The abbey is accessed through a portal leading to a first court, with a three-span portico with groin vaults, surmounted by a loggia. There is another court around which the building revolves: at its centre are the two remaining wings of the 16th century cloister: one has five and the other has seven round arcades, supported by cylindrical columns without capitals. At the crossing between the two cloister wings is the bell tower, built in 1725-1730, which stands at 22.50 m. The abbey church is dedicated to Sts. Peter and Paul. It was built in the 18th century above the pre-existing Romanesque church from the 11th century, of which some frescoes, including the Stoning of St. Stephen, remain. The current church is in Baroque style and has a nave with barrel vaults. Half of the nave is used as presbytery, and ends in a semi-circular apse. The counterfaçade houses an organ, built in 1725.

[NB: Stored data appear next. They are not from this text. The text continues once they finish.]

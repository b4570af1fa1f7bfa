// marketplace/src/services/mod.rs
pub mod availability;
pub mod gateway;
pub mod notifier;
pub mod payment_mock;
pub mod stripe;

==Chapels in the monastery area==
Around the monastery are four chapels: one dedicated to Mary (8th century, restored in the 11th century), one to the Holy Saviour (mid-11th century), one to St. Michael (8th-9th century) and one to St. Eldradus. The latter houses a fresco cycle from the late 11th century, depicting stories of the life of St. Eldradus and St. Nicholas. It's one of the first known Nicholas's frescoes in continental Europe.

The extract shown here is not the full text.